§ **YOUR GOAL**
Wherever a line in the data below holds "RngCore", copy that line.

§ **DATA**
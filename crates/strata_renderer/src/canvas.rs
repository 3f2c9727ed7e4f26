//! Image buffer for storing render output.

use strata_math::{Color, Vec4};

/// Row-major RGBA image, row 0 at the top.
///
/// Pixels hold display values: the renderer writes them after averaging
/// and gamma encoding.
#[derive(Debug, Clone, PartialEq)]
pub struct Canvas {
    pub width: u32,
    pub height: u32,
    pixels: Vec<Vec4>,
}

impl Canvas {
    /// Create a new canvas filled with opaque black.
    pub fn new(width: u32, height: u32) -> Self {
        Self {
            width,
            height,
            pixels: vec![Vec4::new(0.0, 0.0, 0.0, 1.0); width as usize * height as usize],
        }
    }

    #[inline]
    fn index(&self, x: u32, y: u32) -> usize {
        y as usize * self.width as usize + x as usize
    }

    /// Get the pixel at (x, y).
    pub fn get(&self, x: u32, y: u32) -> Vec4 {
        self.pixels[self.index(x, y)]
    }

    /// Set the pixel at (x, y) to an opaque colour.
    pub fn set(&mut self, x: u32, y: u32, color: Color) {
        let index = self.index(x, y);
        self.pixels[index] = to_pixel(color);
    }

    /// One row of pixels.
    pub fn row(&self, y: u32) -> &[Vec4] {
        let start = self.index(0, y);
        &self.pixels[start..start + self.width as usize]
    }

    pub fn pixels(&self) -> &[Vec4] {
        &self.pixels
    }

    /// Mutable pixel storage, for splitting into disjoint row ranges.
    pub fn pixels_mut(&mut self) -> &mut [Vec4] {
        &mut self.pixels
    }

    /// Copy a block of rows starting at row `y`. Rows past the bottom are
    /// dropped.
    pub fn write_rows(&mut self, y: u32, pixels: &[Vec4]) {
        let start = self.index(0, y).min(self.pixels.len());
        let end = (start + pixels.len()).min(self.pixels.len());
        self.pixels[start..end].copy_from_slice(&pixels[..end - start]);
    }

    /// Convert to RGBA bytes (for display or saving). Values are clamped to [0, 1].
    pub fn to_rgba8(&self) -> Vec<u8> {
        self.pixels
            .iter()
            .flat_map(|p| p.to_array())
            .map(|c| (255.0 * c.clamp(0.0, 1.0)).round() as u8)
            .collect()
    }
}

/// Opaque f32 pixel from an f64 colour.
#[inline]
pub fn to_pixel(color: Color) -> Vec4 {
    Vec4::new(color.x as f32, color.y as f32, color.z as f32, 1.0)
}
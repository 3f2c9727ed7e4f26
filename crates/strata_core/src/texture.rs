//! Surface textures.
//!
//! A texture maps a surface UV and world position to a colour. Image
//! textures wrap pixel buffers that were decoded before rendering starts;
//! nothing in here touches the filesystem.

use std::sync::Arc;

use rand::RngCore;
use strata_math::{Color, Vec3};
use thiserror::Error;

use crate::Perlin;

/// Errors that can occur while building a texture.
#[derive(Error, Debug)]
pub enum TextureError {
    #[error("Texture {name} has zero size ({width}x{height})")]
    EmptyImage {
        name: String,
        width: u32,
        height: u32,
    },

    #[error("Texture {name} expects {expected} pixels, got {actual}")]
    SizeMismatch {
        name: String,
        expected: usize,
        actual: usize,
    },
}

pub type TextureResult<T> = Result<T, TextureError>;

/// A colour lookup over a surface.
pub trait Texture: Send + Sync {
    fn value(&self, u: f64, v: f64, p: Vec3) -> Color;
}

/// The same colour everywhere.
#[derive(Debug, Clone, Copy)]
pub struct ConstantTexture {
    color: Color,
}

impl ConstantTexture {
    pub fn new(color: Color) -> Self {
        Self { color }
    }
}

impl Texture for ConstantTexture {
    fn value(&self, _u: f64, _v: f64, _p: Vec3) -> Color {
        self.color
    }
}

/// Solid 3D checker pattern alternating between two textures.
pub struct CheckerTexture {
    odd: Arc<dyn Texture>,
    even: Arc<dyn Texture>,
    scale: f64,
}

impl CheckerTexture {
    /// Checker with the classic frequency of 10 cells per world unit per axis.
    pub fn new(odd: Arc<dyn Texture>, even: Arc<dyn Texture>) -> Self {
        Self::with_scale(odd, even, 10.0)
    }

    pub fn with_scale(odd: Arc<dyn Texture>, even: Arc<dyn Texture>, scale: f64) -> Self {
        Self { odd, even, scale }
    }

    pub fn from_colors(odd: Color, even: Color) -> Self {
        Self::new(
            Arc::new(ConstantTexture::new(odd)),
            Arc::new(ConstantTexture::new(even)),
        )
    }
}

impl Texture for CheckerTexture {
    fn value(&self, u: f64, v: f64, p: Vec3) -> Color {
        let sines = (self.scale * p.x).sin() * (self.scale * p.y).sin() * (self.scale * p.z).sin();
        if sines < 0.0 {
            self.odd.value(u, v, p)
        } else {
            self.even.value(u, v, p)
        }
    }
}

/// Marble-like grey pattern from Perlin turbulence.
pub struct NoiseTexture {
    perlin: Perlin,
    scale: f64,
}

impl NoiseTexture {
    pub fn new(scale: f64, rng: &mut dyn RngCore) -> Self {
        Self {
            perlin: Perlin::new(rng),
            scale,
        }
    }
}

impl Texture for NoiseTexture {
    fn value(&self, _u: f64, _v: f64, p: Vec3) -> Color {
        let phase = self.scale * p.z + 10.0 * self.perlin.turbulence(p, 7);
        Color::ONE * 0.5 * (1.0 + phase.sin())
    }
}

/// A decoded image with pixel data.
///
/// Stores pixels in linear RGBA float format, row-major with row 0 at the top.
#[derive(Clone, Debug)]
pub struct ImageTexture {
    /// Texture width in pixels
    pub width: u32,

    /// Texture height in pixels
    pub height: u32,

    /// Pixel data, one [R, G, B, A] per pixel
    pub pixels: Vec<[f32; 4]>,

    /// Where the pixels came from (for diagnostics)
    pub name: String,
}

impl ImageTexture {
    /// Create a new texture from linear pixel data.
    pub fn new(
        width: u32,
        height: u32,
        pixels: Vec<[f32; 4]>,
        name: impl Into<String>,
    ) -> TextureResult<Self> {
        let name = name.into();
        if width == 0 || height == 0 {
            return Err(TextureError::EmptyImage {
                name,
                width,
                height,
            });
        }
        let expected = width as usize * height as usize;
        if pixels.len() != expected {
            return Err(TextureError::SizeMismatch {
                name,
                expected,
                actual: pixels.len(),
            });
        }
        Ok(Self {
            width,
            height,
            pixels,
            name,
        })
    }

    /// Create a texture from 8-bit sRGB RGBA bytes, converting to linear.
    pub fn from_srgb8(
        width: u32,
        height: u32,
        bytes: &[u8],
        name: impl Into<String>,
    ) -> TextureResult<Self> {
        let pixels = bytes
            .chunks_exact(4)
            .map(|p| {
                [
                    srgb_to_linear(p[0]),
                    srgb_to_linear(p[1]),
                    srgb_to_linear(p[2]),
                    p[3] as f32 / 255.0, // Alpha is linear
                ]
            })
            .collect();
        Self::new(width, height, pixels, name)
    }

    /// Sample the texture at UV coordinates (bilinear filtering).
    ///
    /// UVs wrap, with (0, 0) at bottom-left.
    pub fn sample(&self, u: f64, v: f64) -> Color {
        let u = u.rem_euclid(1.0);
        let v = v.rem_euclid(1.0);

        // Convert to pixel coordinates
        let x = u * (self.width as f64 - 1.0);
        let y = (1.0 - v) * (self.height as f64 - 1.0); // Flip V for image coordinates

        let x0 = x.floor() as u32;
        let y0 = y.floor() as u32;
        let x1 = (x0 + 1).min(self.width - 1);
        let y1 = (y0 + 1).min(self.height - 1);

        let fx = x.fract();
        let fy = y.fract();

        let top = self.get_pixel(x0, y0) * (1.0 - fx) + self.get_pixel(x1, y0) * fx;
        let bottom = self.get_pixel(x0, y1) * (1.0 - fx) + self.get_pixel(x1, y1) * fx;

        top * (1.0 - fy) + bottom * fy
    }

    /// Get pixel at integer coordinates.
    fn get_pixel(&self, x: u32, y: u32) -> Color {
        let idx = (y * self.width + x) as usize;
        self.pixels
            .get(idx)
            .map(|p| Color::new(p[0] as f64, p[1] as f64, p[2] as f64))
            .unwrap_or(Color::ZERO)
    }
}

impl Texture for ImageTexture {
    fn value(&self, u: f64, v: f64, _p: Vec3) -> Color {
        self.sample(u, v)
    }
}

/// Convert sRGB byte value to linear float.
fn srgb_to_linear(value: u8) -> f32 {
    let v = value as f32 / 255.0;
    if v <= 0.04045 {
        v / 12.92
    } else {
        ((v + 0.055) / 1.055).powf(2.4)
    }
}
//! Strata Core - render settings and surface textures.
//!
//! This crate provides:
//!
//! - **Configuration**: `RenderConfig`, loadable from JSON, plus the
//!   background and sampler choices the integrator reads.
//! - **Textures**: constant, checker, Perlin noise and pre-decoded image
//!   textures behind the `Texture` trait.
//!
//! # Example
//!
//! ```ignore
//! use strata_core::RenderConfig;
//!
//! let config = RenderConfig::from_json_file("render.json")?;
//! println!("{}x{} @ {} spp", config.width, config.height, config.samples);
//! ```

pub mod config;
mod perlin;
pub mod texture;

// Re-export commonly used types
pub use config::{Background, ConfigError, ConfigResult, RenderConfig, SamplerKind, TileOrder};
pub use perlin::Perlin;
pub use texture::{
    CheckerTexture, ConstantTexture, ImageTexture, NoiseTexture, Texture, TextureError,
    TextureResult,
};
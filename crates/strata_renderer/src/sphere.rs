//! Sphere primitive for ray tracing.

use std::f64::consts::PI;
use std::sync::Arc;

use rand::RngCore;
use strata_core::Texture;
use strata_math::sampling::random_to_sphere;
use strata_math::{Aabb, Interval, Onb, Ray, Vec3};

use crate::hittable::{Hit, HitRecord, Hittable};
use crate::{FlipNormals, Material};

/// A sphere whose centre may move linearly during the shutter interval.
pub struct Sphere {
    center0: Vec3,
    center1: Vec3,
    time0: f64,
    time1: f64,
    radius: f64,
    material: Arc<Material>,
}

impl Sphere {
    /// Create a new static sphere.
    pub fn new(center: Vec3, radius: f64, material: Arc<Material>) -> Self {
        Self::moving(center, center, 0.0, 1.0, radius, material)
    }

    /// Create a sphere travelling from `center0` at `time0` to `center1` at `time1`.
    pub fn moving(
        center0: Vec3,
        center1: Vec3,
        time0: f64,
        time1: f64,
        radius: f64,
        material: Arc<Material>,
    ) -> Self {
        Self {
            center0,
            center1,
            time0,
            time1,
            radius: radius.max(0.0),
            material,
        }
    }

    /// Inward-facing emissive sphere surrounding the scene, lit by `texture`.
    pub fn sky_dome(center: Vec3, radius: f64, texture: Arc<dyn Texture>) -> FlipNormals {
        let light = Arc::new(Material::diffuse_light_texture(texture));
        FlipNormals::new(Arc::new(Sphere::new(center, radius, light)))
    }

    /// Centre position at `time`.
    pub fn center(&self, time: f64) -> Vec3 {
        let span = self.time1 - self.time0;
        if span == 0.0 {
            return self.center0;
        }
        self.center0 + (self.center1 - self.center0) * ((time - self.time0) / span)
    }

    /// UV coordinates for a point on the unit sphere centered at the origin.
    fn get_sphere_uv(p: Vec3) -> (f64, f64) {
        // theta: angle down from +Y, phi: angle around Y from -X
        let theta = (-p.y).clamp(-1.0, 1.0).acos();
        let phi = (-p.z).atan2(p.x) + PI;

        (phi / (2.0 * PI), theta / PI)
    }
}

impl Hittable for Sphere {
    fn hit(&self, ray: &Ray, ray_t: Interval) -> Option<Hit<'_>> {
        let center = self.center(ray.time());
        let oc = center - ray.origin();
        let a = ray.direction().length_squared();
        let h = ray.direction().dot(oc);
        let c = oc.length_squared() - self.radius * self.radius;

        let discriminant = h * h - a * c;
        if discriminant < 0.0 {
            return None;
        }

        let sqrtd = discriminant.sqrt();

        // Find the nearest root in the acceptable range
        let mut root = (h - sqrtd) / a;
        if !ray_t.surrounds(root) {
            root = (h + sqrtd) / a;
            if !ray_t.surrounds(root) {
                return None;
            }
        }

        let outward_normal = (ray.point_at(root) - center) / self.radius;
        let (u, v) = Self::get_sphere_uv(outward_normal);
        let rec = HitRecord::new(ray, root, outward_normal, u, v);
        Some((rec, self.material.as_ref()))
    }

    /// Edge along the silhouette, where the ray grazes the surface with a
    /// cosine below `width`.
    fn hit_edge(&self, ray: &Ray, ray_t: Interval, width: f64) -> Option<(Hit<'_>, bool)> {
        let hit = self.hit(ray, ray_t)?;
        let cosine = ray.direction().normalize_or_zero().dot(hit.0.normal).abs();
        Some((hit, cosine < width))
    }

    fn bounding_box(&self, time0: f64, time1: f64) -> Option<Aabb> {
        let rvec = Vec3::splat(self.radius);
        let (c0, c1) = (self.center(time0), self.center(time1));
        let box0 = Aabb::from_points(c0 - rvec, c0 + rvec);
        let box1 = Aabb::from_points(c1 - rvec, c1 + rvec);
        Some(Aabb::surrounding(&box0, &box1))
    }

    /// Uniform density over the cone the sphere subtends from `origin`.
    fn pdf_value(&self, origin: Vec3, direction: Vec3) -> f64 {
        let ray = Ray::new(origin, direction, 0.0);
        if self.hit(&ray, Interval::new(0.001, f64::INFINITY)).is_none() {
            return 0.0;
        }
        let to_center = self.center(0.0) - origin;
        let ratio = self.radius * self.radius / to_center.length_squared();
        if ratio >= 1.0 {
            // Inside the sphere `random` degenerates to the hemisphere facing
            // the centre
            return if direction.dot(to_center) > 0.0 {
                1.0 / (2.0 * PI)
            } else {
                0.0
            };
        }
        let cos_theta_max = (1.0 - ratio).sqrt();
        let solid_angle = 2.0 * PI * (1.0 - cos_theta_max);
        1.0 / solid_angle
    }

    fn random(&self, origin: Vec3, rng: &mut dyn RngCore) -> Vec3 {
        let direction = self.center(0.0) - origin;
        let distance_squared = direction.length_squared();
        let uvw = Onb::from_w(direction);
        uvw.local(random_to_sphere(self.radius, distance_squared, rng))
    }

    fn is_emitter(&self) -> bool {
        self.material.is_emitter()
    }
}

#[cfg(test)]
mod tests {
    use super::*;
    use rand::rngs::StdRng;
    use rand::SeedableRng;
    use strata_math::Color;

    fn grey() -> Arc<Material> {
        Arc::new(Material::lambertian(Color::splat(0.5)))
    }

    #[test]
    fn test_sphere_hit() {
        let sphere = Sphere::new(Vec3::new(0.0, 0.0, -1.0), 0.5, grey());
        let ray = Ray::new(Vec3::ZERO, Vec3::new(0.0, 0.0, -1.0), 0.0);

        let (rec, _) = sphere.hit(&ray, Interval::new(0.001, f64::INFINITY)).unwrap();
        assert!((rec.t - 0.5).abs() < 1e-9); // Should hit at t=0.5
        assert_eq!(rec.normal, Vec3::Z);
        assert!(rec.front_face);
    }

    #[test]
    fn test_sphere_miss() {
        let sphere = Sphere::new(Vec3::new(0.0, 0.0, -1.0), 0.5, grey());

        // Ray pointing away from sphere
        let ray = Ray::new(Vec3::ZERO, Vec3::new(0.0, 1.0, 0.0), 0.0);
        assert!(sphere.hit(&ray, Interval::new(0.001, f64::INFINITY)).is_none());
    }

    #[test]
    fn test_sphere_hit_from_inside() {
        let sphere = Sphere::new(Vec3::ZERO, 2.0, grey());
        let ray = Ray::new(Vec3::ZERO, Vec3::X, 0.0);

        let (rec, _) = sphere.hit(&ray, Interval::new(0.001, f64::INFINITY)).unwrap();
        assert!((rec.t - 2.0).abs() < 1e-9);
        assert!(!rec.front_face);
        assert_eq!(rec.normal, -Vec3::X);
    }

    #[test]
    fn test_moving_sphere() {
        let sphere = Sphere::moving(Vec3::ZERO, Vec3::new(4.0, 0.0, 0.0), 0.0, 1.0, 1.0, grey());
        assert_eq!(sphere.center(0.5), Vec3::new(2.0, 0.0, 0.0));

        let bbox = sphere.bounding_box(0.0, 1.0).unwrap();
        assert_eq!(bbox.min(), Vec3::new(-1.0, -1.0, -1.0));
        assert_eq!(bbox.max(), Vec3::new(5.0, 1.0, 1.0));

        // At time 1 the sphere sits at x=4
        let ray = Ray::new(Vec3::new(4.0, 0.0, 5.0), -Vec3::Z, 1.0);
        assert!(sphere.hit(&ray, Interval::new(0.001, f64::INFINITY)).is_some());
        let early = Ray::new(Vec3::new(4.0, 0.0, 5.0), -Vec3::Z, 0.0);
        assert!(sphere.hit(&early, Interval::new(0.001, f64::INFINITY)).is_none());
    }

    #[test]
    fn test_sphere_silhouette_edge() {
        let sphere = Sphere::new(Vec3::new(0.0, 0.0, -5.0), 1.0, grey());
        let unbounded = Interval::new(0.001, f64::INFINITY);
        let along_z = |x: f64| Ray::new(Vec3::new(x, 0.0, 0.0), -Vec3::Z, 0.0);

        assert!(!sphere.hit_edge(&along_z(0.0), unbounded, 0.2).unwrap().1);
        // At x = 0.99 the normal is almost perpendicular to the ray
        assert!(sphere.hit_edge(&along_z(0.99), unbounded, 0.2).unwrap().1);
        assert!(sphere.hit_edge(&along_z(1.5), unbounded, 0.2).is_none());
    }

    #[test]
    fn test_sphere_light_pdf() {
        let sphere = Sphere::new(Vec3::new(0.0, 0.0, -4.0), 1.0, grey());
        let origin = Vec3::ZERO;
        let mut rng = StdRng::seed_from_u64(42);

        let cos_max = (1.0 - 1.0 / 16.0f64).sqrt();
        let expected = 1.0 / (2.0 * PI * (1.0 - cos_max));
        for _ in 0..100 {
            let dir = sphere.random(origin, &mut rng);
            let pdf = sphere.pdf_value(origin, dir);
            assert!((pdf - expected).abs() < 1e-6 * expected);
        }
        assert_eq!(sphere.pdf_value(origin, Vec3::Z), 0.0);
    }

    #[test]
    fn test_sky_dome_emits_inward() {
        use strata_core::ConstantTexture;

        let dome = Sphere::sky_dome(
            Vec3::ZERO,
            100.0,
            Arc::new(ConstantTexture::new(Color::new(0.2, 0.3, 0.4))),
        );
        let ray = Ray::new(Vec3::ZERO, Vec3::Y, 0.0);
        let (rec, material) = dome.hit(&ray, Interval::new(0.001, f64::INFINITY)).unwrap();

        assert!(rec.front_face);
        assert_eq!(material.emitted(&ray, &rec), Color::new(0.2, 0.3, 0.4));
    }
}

§ **ANSWER**
use rand::RngCore;
    pub fn new(scale: f64, rng: &mut dyn RngCore) -> Self {
use rand::RngCore;
    fn random(&self, origin: Vec3, rng: &mut dyn RngCore) -> Vec3 {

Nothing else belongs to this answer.